There are many good reasons to implement an information security management system
(ISMS) and get it certified to ISO 27001, the International Standard for Information Security Management. The most common is that customers or clients, or in some cases stakeholders, want the assurance that an ISO 27001 certificate can provide.
At first glance, an ISMS project may seem daunting, however, there are some common misunderstandings about what is actually required and what has to be done to obtain an ISO 27001 certificate. This week’s blog addresses just that and looks at 5 common fallacies associated with ISO 27001 certification.
You might think that embarking on an ISO 27001 project is simply too large or complex a task.
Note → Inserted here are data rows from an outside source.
#[cfg(test)]
mod tests {
    use super::*;
    use crate::protocol::Envelope;
    use crate::transport::ReconnectPolicy;
    use serde_json::json;
    use std::sync::atomic::AtomicUsize;
    use tokio::net::TcpListener;

    fn quick_config() -> ClientConfig {
        ClientConfig::new()
            .with_default_timeout(Duration::from_secs(2))
            .with_reconnect(ReconnectPolicy::disabled())
    }

    async fn read_request(stream: &mut TcpStream) -> Envelope {
        let bytes = read_frame(stream, 1024 * 1024).await.unwrap().unwrap();
        decode(&bytes).unwrap()
    }

    async fn reply(stream: &mut TcpStream, envelope: &Envelope) {
        write_frame(stream, &encode(envelope).unwrap()).await.unwrap();
    }

    #[tokio::test]
    async fn test_call_before_connect_fails_fast() {
        let client = RpcClient::new("127.0.0.1:1", quick_config());
        assert_eq!(client.state(), ConnectionState::Disconnected);

        let err = client.call("echo", json!({})).await.unwrap_err();
        assert!(matches!(err, FacetError::NotConnected));
        assert_eq!(client.pending_count(), 0);
    }

    #[tokio::test]
    async fn test_connect_to_dead_server_fails() {
        let client = RpcClient::new("127.0.0.1:1", quick_config());
        let err = client.connect().await.unwrap_err();
        assert!(matches!(err, FacetError::ConnectFailed { .. }));
        assert_eq!(client.state(), ConnectionState::Disconnected);
    }

    #[tokio::test]
    async fn test_result_and_failures_are_correlated() {
        let listener = TcpListener::bind("127.0.0.1:0").await.unwrap();
        let addr = listener.local_addr().unwrap().to_string();

        let server = tokio::spawn(async move {
            let (mut stream, _) = listener.accept().await.unwrap();
            for _ in 0..3 {
                let req = read_request(&mut stream).await;
                let response = match req.operation() {
                    Some("ok") => Envelope::result(req.id.clone(), "ok", json!({"x": 1}), true),
                    Some("fails") => Envelope::result(
                        req.id.clone(),
                        "fails",
                        json!({"message": "bad input", "errorType": "invalid-arguments"}),
                        false,
                    ),
                    _ => Envelope::fault(
                        req.id.clone(),
                        req.operation().map(String::from),
                        FaultCode::UnknownOperation,
                        "Unknown operation",
                    ),
                };
                reply(&mut stream, &response).await;
            }
            stream
        });

        let client = RpcClient::connect_to(addr, quick_config()).await.unwrap();

        assert_eq!(client.call("ok", json!({})).await.unwrap(), json!({"x": 1}));

        match client.call("fails", json!({})).await.unwrap_err() {
            FacetError::Fault { code, message } => {
                assert_eq!(code, FaultCode::InvalidArguments);
                assert_eq!(message, "bad input");
            }
            other => panic!("Expected Fault, got: {:?}", other),
        }

        match client.call("bogus", json!({})).await.unwrap_err() {
            FacetError::Fault { code, .. } => assert_eq!(code, FaultCode::UnknownOperation),
            other => panic!("Expected Fault, got: {:?}", other),
        }

        assert_eq!(client.pending_count(), 0);
        let _stream = server.await.unwrap();
        client.disconnect().await;
    }

    #[tokio::test]
    async fn test_unmatched_response_is_discarded() {
        let listener = TcpListener::bind("127.0.0.1:0").await.unwrap();
        let addr = listener.local_addr().unwrap().to_string();

        let server = tokio::spawn(async move {
            let (mut stream, _) = listener.accept().await.unwrap();
            let req = read_request(&mut stream).await;
            reply(&mut stream, &Envelope::result("stranger", "echo", json!(0), true)).await;
            write_frame(&mut stream, b"garbage").await.unwrap();
            reply(&mut stream, &Envelope::result(req.id.clone(), "echo", json!(1), true)).await;
            stream
        });

        let client = RpcClient::connect_to(addr, quick_config()).await.unwrap();
        assert_eq!(client.call("echo", json!({})).await.unwrap(), json!(1));
        assert_eq!(client.discarded_responses(), 2);
        assert_eq!(client.state(), ConnectionState::Connected);

        let _stream = server.await.unwrap();
        client.disconnect().await;
    }

    #[tokio::test]
    async fn test_link_loss_rejects_pending_calls() {
        let listener = TcpListener::bind("127.0.0.1:0").await.unwrap();
        let addr = listener.local_addr().unwrap().to_string();

        let server = tokio::spawn(async move {
            let (mut stream, _) = listener.accept().await.unwrap();
            for _ in 0..3 {
                read_request(&mut stream).await;
            }
            // Drop the connection with all three unanswered.
            drop(stream);
        });

        let client = RpcClient::connect_to(addr, quick_config()).await.unwrap();
        let mut events = client.subscribe();

        let calls: Vec<_> = (0..3)
            .map(|i| {
                let client = client.clone();
                tokio::spawn(async move { client.call("slow", json!({ "i": i })).await })
            })
            .collect();

        server.await.unwrap();
        for call in calls {
            let result = call.await.unwrap();
            assert!(
                matches!(result, Err(FacetError::ConnectionLost { .. })),
                "got {:?}",
                result
            );
        }
        assert_eq!(client.pending_count(), 0);

        let event = events.recv().await.unwrap();
        assert!(matches!(event, LifecycleEvent::LinkLost { .. }));
        assert_eq!(
            events.recv().await.unwrap(),
            LifecycleEvent::ReconnectFailed { attempts: 0 }
        );
        assert_eq!(client.state(), ConnectionState::Disconnected);
    }

    #[tokio::test]
    async fn test_disconnect_cancels_pending_and_does_not_retry() {
        let listener = TcpListener::bind("127.0.0.1:0").await.unwrap();
        let addr = listener.local_addr().unwrap().to_string();
        let _server = tokio::spawn(async move {
            let (mut stream, _) = listener.accept().await.unwrap();
            read_request(&mut stream).await;
            tokio::time::sleep(Duration::from_secs(5)).await;
        });

        let config = quick_config().with_reconnect(
            ReconnectPolicy::new()
                .with_max_attempts(3)
                .with_base_delay(Duration::from_millis(10)),
        );
        let client = RpcClient::connect_to(addr, config).await.unwrap();
        let mut events = client.subscribe();

        let pending = {
            let client = client.clone();
            tokio::spawn(async move { client.call("slow", json!({})).await })
        };
        while client.pending_count() == 0 {
            tokio::time::sleep(Duration::from_millis(5)).await;
        }

        client.disconnect().await;

        assert!(matches!(
            pending.await.unwrap(),
            Err(FacetError::ConnectionLost { .. })
        ));
        assert_eq!(events.recv().await.unwrap(), LifecycleEvent::Closed);

        tokio::time::sleep(Duration::from_millis(100)).await;
        assert_eq!(client.state(), ConnectionState::Disconnected);
        assert!(events.try_recv().is_err(), "no reconnection after explicit disconnect");
    }

    #[tokio::test]
    async fn test_call_stalled_on_send_times_out() {
        let listener = TcpListener::bind("127.0.0.1:0").await.unwrap();
        let addr = listener.local_addr().unwrap().to_string();
        // Accepts and never reads, so the socket buffers fill up.
        let server = tokio::spawn(async move {
            let (stream, _) = listener.accept().await.unwrap();
            tokio::time::sleep(Duration::from_secs(10)).await;
            drop(stream);
        });

        let client = RpcClient::connect_to(addr, quick_config()).await.unwrap();
        let mut events = client.subscribe();

        let arguments = json!({ "s": "x".repeat(12 * 1024 * 1024) });
        let outcome = tokio::time::timeout(
            Duration::from_secs(2),
            client.call_with_timeout("echo", arguments, Some(Duration::from_millis(100))),
        )
        .await
        .expect("call gives up at its own deadline");
        assert!(matches!(outcome, Err(FacetError::Timeout(_))), "got {:?}", outcome);
        assert_eq!(client.pending_count(), 0);

        let event = tokio::time::timeout(Duration::from_secs(2), events.recv())
            .await
            .unwrap()
            .unwrap();
        assert_eq!(
            event,
            LifecycleEvent::LinkLost {
                reason: "link aborted".to_string()
            }
        );
        assert!(matches!(
            client.call("echo", json!({})).await,
            Err(FacetError::NotConnected)
        ));
        server.abort();
    }

    #[tokio::test]
    async fn test_abandoned_call_leaves_no_pending_entry() {
        let listener = TcpListener::bind("127.0.0.1:0").await.unwrap();
        let addr = listener.local_addr().unwrap().to_string();
        let server = tokio::spawn(async move {
            let (mut stream, _) = listener.accept().await.unwrap();
            read_request(&mut stream).await;
            tokio::time::sleep(Duration::from_secs(10)).await;
        });

        let client = RpcClient::connect_to(addr, quick_config()).await.unwrap();
        let abandoned =
            tokio::time::timeout(Duration::from_millis(20), client.call("slow", json!({}))).await;
        assert!(abandoned.is_err());
        assert_eq!(client.pending_count(), 0);

        client.disconnect().await;
        server.abort();
    }

    #[tokio::test]
    async fn test_unbounded_timeout_is_accepted() {
        let listener = TcpListener::bind("127.0.0.1:0").await.unwrap();
        let addr = listener.local_addr().unwrap().to_string();
        let server = tokio::spawn(async move {
            let (mut stream, _) = listener.accept().await.unwrap();
            let req = read_request(&mut stream).await;
            reply(&mut stream, &Envelope::result(req.id.clone(), "echo", json!(5), true)).await;
            stream
        });

        let client = RpcClient::connect_to(addr, quick_config()).await.unwrap();
        let value = client
            .call_with_timeout("echo", json!(5), Some(Duration::MAX))
            .await
            .unwrap();
        assert_eq!(value, json!(5));

        let _stream = server.await.unwrap();
        client.disconnect().await;
    }

    #[tokio::test]
    async fn test_concurrent_connects_share_one_link() {
        let listener = TcpListener::bind("127.0.0.1:0").await.unwrap();
        let addr = listener.local_addr().unwrap().to_string();
        let accepted = Arc::new(AtomicUsize::new(0));
        let server = {
            let accepted = Arc::clone(&accepted);
            tokio::spawn(async move {
                let mut streams = Vec::new();
                while let Ok((stream, _)) = listener.accept().await {
                    accepted.fetch_add(1, Ordering::SeqCst);
                    streams.push(stream);
                }
            })
        };

        let client = RpcClient::new(addr, quick_config());
        let (first, second) = tokio::join!(client.connect(), client.connect());
        first.unwrap();
        second.unwrap();

        tokio::time::sleep(Duration::from_millis(100)).await;
        assert_eq!(accepted.load(Ordering::SeqCst), 1);
        assert_eq!(client.state(), ConnectionState::Connected);

        client.disconnect().await;
        server.abort();
    }

    #[tokio::test]
    async fn test_earlier_connection_fault_is_not_the_close_reason() {
        let listener = TcpListener::bind("127.0.0.1:0").await.unwrap();
        let addr = listener.local_addr().unwrap().to_string();
        let server = tokio::spawn(async move {
            let (mut stream, _) = listener.accept().await.unwrap();
            let fault = Envelope::connection_fault(None, FaultCode::DecodeError, "bad frame");
            reply(&mut stream, &fault).await;
            let req = read_request(&mut stream).await;
            reply(&mut stream, &Envelope::result(req.id.clone(), "echo", json!(1), true)).await;
            drop(stream);
        });

        let client = RpcClient::connect_to(addr, quick_config()).await.unwrap();
        let mut events = client.subscribe();
        assert_eq!(client.call("echo", json!({})).await.unwrap(), json!(1));
        server.await.unwrap();

        let event = tokio::time::timeout(Duration::from_secs(2), events.recv())
            .await
            .unwrap()
            .unwrap();
        assert_eq!(
            event,
            LifecycleEvent::LinkLost {
                reason: "connection closed by peer".to_string()
            }
        );
    }

    #[test]
    fn test_handler_failure_mapping() {
        let err = handler_failure(json!("plain message"));
        assert!(matches!(
            err,
            FacetError::Fault { code: FaultCode::HandlerError, ref message }
                if message == "plain message"
        ));

        let err = handler_failure(json!({"message": "m", "errorType": "custom-code"}));
        assert!(matches!(
            err,
            FacetError::Fault { code: FaultCode::Other(ref c), .. } if c == "custom-code"
        ));
    }
}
It is however sometimes possible to start small by limiting the scope of the information security management system (ISMS), (see previous URM blog) which can mean that the number of information assets and users, and the corresponding number of risks, is significantly smaller.
This can mean that the ISMS certification project is more manageable, and the scope of the ISMS can be extended later on, bringing more parts of the organisation into its scope. The initial certification audit, which comprises 2 stages, is often a demanding process; a scope extension is usually in one stage only and, because you’ve been through the certification audit experience once already, the extension audit is typically far easier to manage.
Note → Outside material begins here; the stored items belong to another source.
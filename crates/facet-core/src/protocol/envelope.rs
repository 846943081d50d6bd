//! The wire envelope.
//!
//! Every message on a connection is one [`Envelope`]: a correlation id, a
//! creation timestamp and a [`Body`] tagged by `kind`.
//!
//! ```text
//! { "id": "…", "kind": "request", "createdAt": 1718000000000,
//!   "operation": "echo", "arguments": { "x": 1 } }
//! ```

use serde::{Deserialize, Serialize};
use serde_json::Value;

/// One complete message unit exchanged over a connection.
#[derive(Debug, Clone, PartialEq, Serialize, Deserialize)]
pub struct Envelope {
    /// Correlation id, chosen by the request sender and echoed by the responder.
    pub id: String,
    /// Milliseconds since the Unix epoch. Diagnostics only.
    #[serde(rename = "createdAt", default)]
    pub created_at: f64,
    #[serde(flatten)]
    pub body: Body,
}

/// Kind-specific payload of an envelope.
#[derive(Debug, Clone, PartialEq, Serialize, Deserialize)]
#[serde(tag = "kind", rename_all = "lowercase")]
pub enum Body {
    Request {
        operation: String,
        arguments: Value,
    },
    Result {
        operation: String,
        value: Value,
        ok: bool,
    },
    Fault {
        /// Absent when the fault concerns the connection rather than a request.
        #[serde(default, skip_serializing_if = "Option::is_none")]
        operation: Option<String>,
        message: String,
        #[serde(rename = "faultCode")]
        fault_code: FaultCode,
    },
}

impl Envelope {
    /// Create a request with a fresh correlation id.
    pub fn request(operation: impl Into<String>, arguments: Value) -> Self {
        Self::with_id(
            new_id(),
            Body::Request {
                operation: operation.into(),
                arguments,
            },
        )
    }

    /// Create a result answering the request `id`.
    pub fn result(
        id: impl Into<String>,
        operation: impl Into<String>,
        value: Value,
        ok: bool,
    ) -> Self {
        Self::with_id(
            id.into(),
            Body::Result {
                operation: operation.into(),
                value,
                ok,
            },
        )
    }

    /// Create a request-scoped fault answering the request `id`.
    pub fn fault(
        id: impl Into<String>,
        operation: Option<String>,
        fault_code: FaultCode,
        message: impl Into<String>,
    ) -> Self {
        Self::with_id(
            id.into(),
            Body::Fault {
                operation,
                message: message.into(),
                fault_code,
            },
        )
    }

    /// Create a connection-scoped fault (no operation).
    ///
    /// Uses `id` when the offending message carried one, otherwise a fresh id.
    pub fn connection_fault(
        id: Option<String>,
        fault_code: FaultCode,
        message: impl Into<String>,
    ) -> Self {
        Self::fault(id.unwrap_or_else(new_id), None, fault_code, message)
    }

    fn with_id(id: String, body: Body) -> Self {
        Self {
            id,
            created_at: chrono::Utc::now().timestamp_millis() as f64,
            body,
        }
    }

    /// Wire name of the envelope kind.
    pub fn kind(&self) -> &'static str {
        match self.body {
            Body::Request { .. } => "request",
            Body::Result { .. } => "result",
            Body::Fault { .. } => "fault",
        }
    }

    /// Operation name, if the envelope carries one.
    pub fn operation(&self) -> Option<&str> {
        match &self.body {
            Body::Request { operation, .. } | Body::Result { operation, .. } => Some(operation),
            Body::Fault { operation, .. } => operation.as_deref(),
        }
    }
}

/// Generate a fresh correlation id.
pub fn new_id() -> String {
    uuid::Uuid::new_v4().to_string()
}

/// Fault code carried by `fault` envelopes.
///
/// The set is open: codes this crate does not know are kept verbatim in
/// [`FaultCode::Other`].
#[derive(Debug, Clone, PartialEq, Eq, Hash, Serialize, Deserialize)]
#[serde(from = "String", into = "String")]
pub enum FaultCode {
    DecodeError,
    Unsupported,
    UnknownOperation,
    HandlerError,
    HandlerTimeout,
    InvalidArguments,
    ConnectionLimit,
    InternalError,
    Other(String),
}

impl FaultCode {
    pub fn as_str(&self) -> &str {
        match self {
            FaultCode::DecodeError => "decode-error",
            FaultCode::Unsupported => "unsupported",
            FaultCode::UnknownOperation => "unknown-operation",
            FaultCode::HandlerError => "handler-error",
            FaultCode::HandlerTimeout => "handler-timeout",
            FaultCode::InvalidArguments => "invalid-arguments",
            FaultCode::ConnectionLimit => "connection-limit",
            FaultCode::InternalError => "internal-error",
            FaultCode::Other(code) => code,
        }
    }
}

impl From<String> for FaultCode {
    fn from(s: String) -> Self {
        match s.as_str() {
            "decode-error" => FaultCode::DecodeError,
            "unsupported" => FaultCode::Unsupported,
            "unknown-operation" => FaultCode::UnknownOperation,
            "handler-error" => FaultCode::HandlerError,
            "handler-timeout" => FaultCode::HandlerTimeout,
            "invalid-arguments" => FaultCode::InvalidArguments,
            "connection-limit" => FaultCode::ConnectionLimit,
            "internal-error" => FaultCode::InternalError,
            _ => FaultCode::Other(s),
        }
    }
}

impl From<&str> for FaultCode {
    fn from(s: &str) -> Self {
        FaultCode::from(s.to_string())
    }
}

impl From<FaultCode> for String {
    fn from(code: FaultCode) -> Self {
        match code {
            FaultCode::Other(s) => s,
            known => known.as_str().to_string(),
        }
    }
}

impl std::fmt::Display for FaultCode {
    fn fmt(&self, f: &mut std::fmt::Formatter<'_>) -> std::fmt::Result {
        write!(f, "{}", self.as_str())
    }
}

#[cfg(test)]
mod tests {
    use super::*;
    use serde_json::json;

    #[test]
    fn test_request_serializes_flat() {
        let env = Envelope::request("echo", json!({"x": 1}));
        let value = serde_json::to_value(&env).unwrap();

        assert_eq!(value["kind"], "request");
        assert_eq!(value["operation"], "echo");
        assert_eq!(value["arguments"], json!({"x": 1}));
        assert!(value["createdAt"].is_number());
        assert!(value.get("body").is_none());
    }

    #[test]
    fn test_connection_fault_omits_operation() {
        let env = Envelope::connection_fault(None, FaultCode::DecodeError, "bad");
        let value = serde_json::to_value(&env).unwrap();

        assert_eq!(value["kind"], "fault");
        assert_eq!(value["faultCode"], "decode-error");
        assert!(value.get("operation").is_none());
        assert!(!env.id.is_empty());
    }

    #[test]
    fn test_fault_code_open_set() {
        for code in [
            FaultCode::DecodeError,
            FaultCode::Unsupported,
            FaultCode::UnknownOperation,
            FaultCode::HandlerError,
            FaultCode::HandlerTimeout,
            FaultCode::InvalidArguments,
            FaultCode::ConnectionLimit,
            FaultCode::InternalError,
        ] {
            assert_eq!(FaultCode::from(code.as_str()), code);
        }
        assert_eq!(
            FaultCode::from("rate-limited"),
            FaultCode::Other("rate-limited".to_string())
        );
        assert_eq!(String::from(FaultCode::from("rate-limited")), "rate-limited");
    }

    #[test]
    fn test_fresh_ids_are_unique() {
        let a = Envelope::request("echo", Value::Null);
        let b = Envelope::request("echo", Value::Null);
        assert_ne!(a.id, b.id);
    }

    #[test]
    fn test_operation_accessor() {
        let result = Envelope::result("1", "echo", Value::Null, true);
        assert_eq!(result.operation(), Some("echo"));
        assert_eq!(result.kind(), "result");

        let fault = Envelope::connection_fault(None, FaultCode::Unsupported, "no");
        assert_eq!(fault.operation(), None);
    }
}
Certifying to ISO 27001 doesn’t mean you have to have perfect security; it means that you have processes in place that ensure that you know and enable you to manage your security risks; there will always be risks that have to be accepted. Providing you are taking a risk-based approach and you are making and executing plans to deal with those risks effectively and appropriately you can achieve certification to the Standard.
Annex A of ISO 27001 includes a list of 114 information security controls that can be used to manage risks and to reduce them to an acceptable level. It isn’t necessary to implement all 114 of these controls, but to select only those needed to reduce unacceptable risks, as well as any that are required by laws, regulations or contracts. Let’s briefly look at these three requirements. There are very few UK laws that require specific controls; some such as the Data Protection Act 2018 require ‘appropriate’ measures, or controls.
In terms of regulations, most regulated firms in the UK are required to manage risks of all types, including information security risks, but again there are very few of these that stipulate specific control types. With regard to contracts, you simply have to implement any specific controls that have been stated in the contract irrespective of ISO 27001. It is also worth noting that following your risk assessment, the controls you select to mitigate your risks and document within your risk treatment plan don’t have to be fully implemented before the certification audit.
Information security capability is simply part of the cost of doing business and, in the case of ISO 27001, certification can often be a business enabler and a market differentiator. Taking into account that the scope of the ISMS doesn’t, necessarily, need to be the entire organisation and that only necessary controls have to be selected and planned, a fresh look at the actual costs is probably a good idea. Many of the information security processes that make up an ISMS may already exist and, like any new business process or set of them, some external help may be needed initially but, in most cases, the activities needed to look after an ISMS can be accommodated by existing people in the organisation.
Of course, technical information security controls have a price, but in many cases very inexpensive controls such as policies, training and awareness can reduce risks as well as, or even better than, additional software or hardware.
The implementation of the ISMS and any selected controls are typically the most expensive elements and you are likely to need to do these things anyway to manage risk, irrespective as to whether or not you become certified. The actual certification process is relatively less expensive and simply amounts to paying for the time of a respected certification body to come and assess you and to provide a report on conformance along with a certificate.
ISO 27001 stipulates only 10 process elements that must be documented and all of these make complete sense. How you document these is entirely up to you – written document, process map etc. In addition, and whether an ISMS is in place or not, other information security processes or activities will always benefit from a written procedure or written record. It’s up to you to decide which processes you want to document in the form of a policy, procedure or record; you only need to do it if it helps.
Only 8 of the 114 information security controls listed in Annex A of ISO 27001, if selected, must be documented. Again, it’s up to you to decide whether documenting any of the others you select is beneficial.